[Given data]

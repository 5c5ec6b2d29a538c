//! The polling readout loop
//!
//! A worker thread drains the receive FIFO once per interval
//! into timestamped `RawWordChunk`s on a channel. The consumer
//! (the scan driver) polls that channel in its own iteration,
//! there is no pushed stream.
//!
//! Lifecycle: Idle -> Running -> Stopping -> Idle. Stopping is
//! entered by `stop()` (graceful drain with timeout) or by the
//! worker itself on any bus error - hardware errors are fatal
//! for the run, never silently retried.

use std::sync::{Arc,
                Mutex};
use std::sync::atomic::{AtomicBool,
                        Ordering};
use std::thread;
use std::thread::JoinHandle;
use std::time::{Duration,
                Instant};

use chrono::Utc;

use crossbeam_channel::{unbounded,
                        Receiver,
                        Sender};

use fei4_dataclasses::chunk::RawWordChunk;
use fei4_dataclasses::constants::NCHANNELS;
use fei4_dataclasses::errors::ReadoutError;

use crate::bus::FeBus;

/// Seconds since the epoch, as the chunk timestamps store it
pub fn get_float_time() -> f64 {
  Utc::now().timestamp_micros() as f64 * 1e-6
}

/// Drains the receive FIFO into the chunk queue
pub struct ReadoutLoop<B : FeBus + 'static> {
  bus       : Arc<Mutex<B>>,
  interval  : Duration,
  chunk_tx  : Sender<RawWordChunk>,
  chunk_rx  : Receiver<RawWordChunk>,
  stop_flag : Arc<AtomicBool>,
  worker    : Option<JoinHandle<()>>,
}

impl<B : FeBus + 'static> ReadoutLoop<B> {

  pub fn new(bus : Arc<Mutex<B>>, interval : Duration) -> Self {
    let (chunk_tx, chunk_rx) = unbounded::<RawWordChunk>();
    Self {
      bus,
      interval,
      chunk_tx,
      chunk_rx,
      stop_flag : Arc::new(AtomicBool::new(false)),
      worker    : None,
    }
  }

  /// The consuming end of the chunk queue
  pub fn receiver(&self) -> Receiver<RawWordChunk> {
    self.chunk_rx.clone()
  }

  pub fn is_running(&self) -> bool {
    self.worker.is_some()
  }

  /// Start polling
  ///
  /// Clears the pending chunk queue, resets the receive FIFO
  /// and the RX counters, then spawns the worker.
  pub fn start(&mut self) -> Result<(), ReadoutError> {
    if self.worker.is_some() {
      return Err(ReadoutError::AlreadyRunning);
    }
    while self.chunk_rx.try_recv().is_ok() {
      // drop stale chunks of the previous run
    }
    {
      let mut bus = self.bus.lock().expect("bus lock poisoned");
      bus.reset_rx().map_err(|_| ReadoutError::BusError)?;
      bus.reset_fifo().map_err(|_| ReadoutError::BusError)?;
    }
    self.stop_flag.store(false, Ordering::SeqCst);
    let bus       = self.bus.clone();
    let chunk_tx  = self.chunk_tx.clone();
    let stop_flag = self.stop_flag.clone();
    let interval  = self.interval;
    info!("Starting readout");
    self.worker = Some(thread::spawn(move || {
      worker_loop(bus, chunk_tx, stop_flag, interval);
    }));
    Ok(())
  }

  /// Stop polling
  ///
  /// Waits up to `timeout` for the FIFO to reach and stay at
  /// zero occupancy over consecutive polls, then terminates
  /// the worker regardless.
  pub fn stop(&mut self, timeout : Duration) -> Result<(), ReadoutError> {
    let worker = match self.worker.take() {
      Some(worker) => worker,
      None         => return Err(ReadoutError::NotRunning),
    };
    let deadline = Instant::now() + timeout;
    let mut old_occupancy = u32::MAX;
    loop {
      let occupancy = {
        let mut bus = self.bus.lock().expect("bus lock poisoned");
        match bus.fifo_occupancy() {
          Ok(occupancy) => occupancy,
          Err(_)        => break,
        }
      };
      if occupancy == 0 && old_occupancy == 0 {
        break;
      }
      if Instant::now() > deadline {
        warn!("FIFO not drained after {:?}, forcing readout stop", timeout);
        break;
      }
      old_occupancy = occupancy;
      thread::sleep(self.interval.mul_f64(1.5));
    }
    self.stop_flag.store(true, Ordering::SeqCst);
    if worker.join().is_err() {
      error!("Readout worker panicked");
    }
    info!("Stopped readout");
    Ok(())
  }

  //========== RX status =================

  pub fn rx_sync_status(&self) -> Result<[bool; NCHANNELS], ReadoutError> {
    let mut bus = self.bus.lock().expect("bus lock poisoned");
    bus.rx_sync_status().map_err(|_| ReadoutError::BusError)
  }

  pub fn rx_8b10b_error_count(&self) -> Result<[u8; NCHANNELS], ReadoutError> {
    let mut bus = self.bus.lock().expect("bus lock poisoned");
    bus.rx_8b10b_error_count().map_err(|_| ReadoutError::BusError)
  }

  pub fn rx_fifo_discard_count(&self) -> Result<[u8; NCHANNELS], ReadoutError> {
    let mut bus = self.bus.lock().expect("bus lock poisoned");
    bus.rx_fifo_discard_count().map_err(|_| ReadoutError::BusError)
  }

  /// Any channel out of sync or reporting errors?
  pub fn rx_errors_present(&self) -> Result<bool, ReadoutError> {
    let sync    = self.rx_sync_status()?;
    let errors  = self.rx_8b10b_error_count()?;
    let discard = self.rx_fifo_discard_count()?;
    Ok(!sync.iter().any(|&s| s)
       || errors.iter().any(|&c| c != 0)
       || discard.iter().any(|&c| c != 0))
  }

  /// Log the channel states, the queue fill and the FIFO size
  pub fn print_readout_status(&self) {
    let sync    = self.rx_sync_status().unwrap_or([false; NCHANNELS]);
    let errors  = self.rx_8b10b_error_count().unwrap_or([0; NCHANNELS]);
    let discard = self.rx_fifo_discard_count().unwrap_or([0; NCHANNELS]);
    info!("Chunk queue length: {}", self.chunk_rx.len());
    info!("RX sync:            {:?}", sync);
    info!("RX 8b10b errors:    {:?}", errors);
    info!("RX FIFO discards:   {:?}", discard);
    if !sync.iter().any(|&s| s)
       || errors.iter().any(|&c| c != 0)
       || discard.iter().any(|&c| c != 0) {
      warn!("RX errors detected");
    }
  }
}

/// The poll iteration, running on the worker thread
///
/// Occupancy is reported in 16bit units; an odd value means
/// we caught the hardware mid-write, so round down to a full
/// 32bit word count. Empty chunks are enqueued too - the
/// consumer uses them to track poll timing.
fn worker_loop<B : FeBus>(bus       : Arc<Mutex<B>>,
                          chunk_tx  : Sender<RawWordChunk>,
                          stop_flag : Arc<AtomicBool>,
                          interval  : Duration) {
  let mut timestamp = get_float_time();
  while !stop_flag.load(Ordering::SeqCst) {
    thread::sleep(interval);
    let words = {
      let mut bus = match bus.lock() {
        Ok(bus) => bus,
        Err(_)  => {
          error!("Bus lock poisoned, stopping readout");
          stop_flag.store(true, Ordering::SeqCst);
          continue;
        }
      };
      let mut occupancy = match bus.fifo_occupancy() {
        Ok(occupancy) => occupancy,
        Err(err)      => {
          error!("Stopping readout: {}", err);
          stop_flag.store(true, Ordering::SeqCst);
          continue;
        }
      };
      if occupancy % 2 == 1 {
        occupancy -= 1;
      }
      match bus.read_fifo(occupancy / 2) {
        Ok(words) => words,
        Err(err)  => {
          error!("Stopping readout: {}", err);
          stop_flag.store(true, Ordering::SeqCst);
          continue;
        }
      }
    };
    let timestamp_stop = get_float_time();
    let chunk = RawWordChunk {
      words,
      timestamp_start : timestamp,
      timestamp_stop,
      error_flag      : 0,
    };
    timestamp = timestamp_stop;
    if chunk_tx.send(chunk).is_err() {
      // consumer gone, nothing left to do
      break;
    }
  }
}

#[cfg(test)]
mod tests {
  use super::*;
  use fei4_dataclasses::errors::TransportError;

  /// Bus scripting a sequence of FIFO occupancies
  struct ScriptedBus {
    occupancies : Vec<u32>,
    cursor      : usize,
    fail_reads  : bool,
    next_word   : u32,
  }

  impl ScriptedBus {
    fn new(occupancies : Vec<u32>) -> Self {
      Self {
        occupancies,
        cursor     : 0,
        fail_reads : false,
        next_word  : 0,
      }
    }
  }

  impl FeBus for ScriptedBus {
    fn read_reg(&mut self, _addr : u32) -> Result<u32, TransportError> {
      Ok(1)
    }
    fn write_reg(&mut self, _addr : u32, _value : u32) -> Result<(), TransportError> {
      Ok(())
    }
    fn write_command_memory(&mut self, _data : &[u8]) -> Result<(), TransportError> {
      Ok(())
    }
    fn fifo_occupancy(&mut self) -> Result<u32, TransportError> {
      if self.fail_reads {
        return Err(TransportError::BusError);
      }
      let occupancy = match self.occupancies.get(self.cursor) {
        Some(&occupancy) => occupancy,
        None             => 0,
      };
      self.cursor += 1;
      Ok(occupancy)
    }
    fn read_fifo(&mut self, n_words : u32) -> Result<Vec<u32>, TransportError> {
      if self.fail_reads {
        return Err(TransportError::BusError);
      }
      let mut words = Vec::with_capacity(n_words as usize);
      for _ in 0..n_words {
        words.push(self.next_word);
        self.next_word += 1;
      }
      Ok(words)
    }
  }

  fn make_readout(occupancies : Vec<u32>)
    -> (ReadoutLoop<ScriptedBus>, Arc<Mutex<ScriptedBus>>) {
    let bus = Arc::new(Mutex::new(ScriptedBus::new(occupancies)));
    (ReadoutLoop::new(bus.clone(), Duration::from_millis(2)), bus)
  }

  #[test]
  fn start_twice_is_refused() {
    let (mut readout, _bus) = make_readout(vec![]);
    readout.start().unwrap();
    assert_eq!(readout.start(), Err(ReadoutError::AlreadyRunning));
    readout.stop(Duration::from_millis(50)).unwrap();
    assert_eq!(readout.stop(Duration::from_millis(50)),
               Err(ReadoutError::NotRunning));
    // after a full stop a new start is fine again
    readout.start().unwrap();
    readout.stop(Duration::from_millis(50)).unwrap();
  }

  #[test]
  fn odd_occupancy_rounds_down() {
    // 7 halfwords -> 3 words, 4 -> 2 words
    let (mut readout, _bus) = make_readout(vec![7, 4]);
    let rx = readout.receiver();
    readout.start().unwrap();
    thread::sleep(Duration::from_millis(30));
    readout.stop(Duration::from_millis(50)).unwrap();
    let mut sizes = Vec::new();
    while let Ok(chunk) = rx.try_recv() {
      sizes.push(chunk.len());
    }
    assert!(sizes.len() >= 2);
    assert_eq!(sizes[0], 3);
    assert_eq!(sizes[1], 2);
    // the trailing polls enqueue empty chunks
    assert!(sizes[2..].iter().all(|&s| s == 0));
  }

  #[test]
  fn words_arrive_in_order_across_chunks() {
    let (mut readout, _bus) = make_readout(vec![8, 8, 8]);
    let rx = readout.receiver();
    readout.start().unwrap();
    thread::sleep(Duration::from_millis(40));
    readout.stop(Duration::from_millis(50)).unwrap();
    let mut words = Vec::new();
    while let Ok(chunk) = rx.try_recv() {
      assert!(chunk.timestamp_start <= chunk.timestamp_stop);
      words.extend(chunk.words);
    }
    let expected : Vec<u32> = (0..12).collect();
    assert_eq!(words, expected);
  }

  #[test]
  fn bus_errors_stop_the_loop() {
    let (mut readout, bus) = make_readout(vec![2]);
    readout.start().unwrap();
    thread::sleep(Duration::from_millis(10));
    bus.lock().unwrap().fail_reads = true;
    thread::sleep(Duration::from_millis(20));
    // the worker set the stop flag itself; stop() must
    // still join it cleanly
    readout.stop(Duration::from_millis(20)).unwrap();
  }

  #[test]
  fn queue_is_cleared_on_start() {
    let (mut readout, _bus) = make_readout(vec![2]);
    let rx = readout.receiver();
    readout.start().unwrap();
    thread::sleep(Duration::from_millis(20));
    readout.stop(Duration::from_millis(50)).unwrap();
    assert!(rx.len() > 0);
    // restarting drops everything still queued
    readout.start().unwrap();
    readout.stop(Duration::from_millis(50)).unwrap();
    let drained : Vec<RawWordChunk> = rx.try_iter().collect();
    assert!(drained.iter().all(|chunk| chunk.is_empty()));
  }
}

[/Given data]

(Work instructions):
Your answer should be one number: how many lines above contain "FeBus".

(Answer section):
5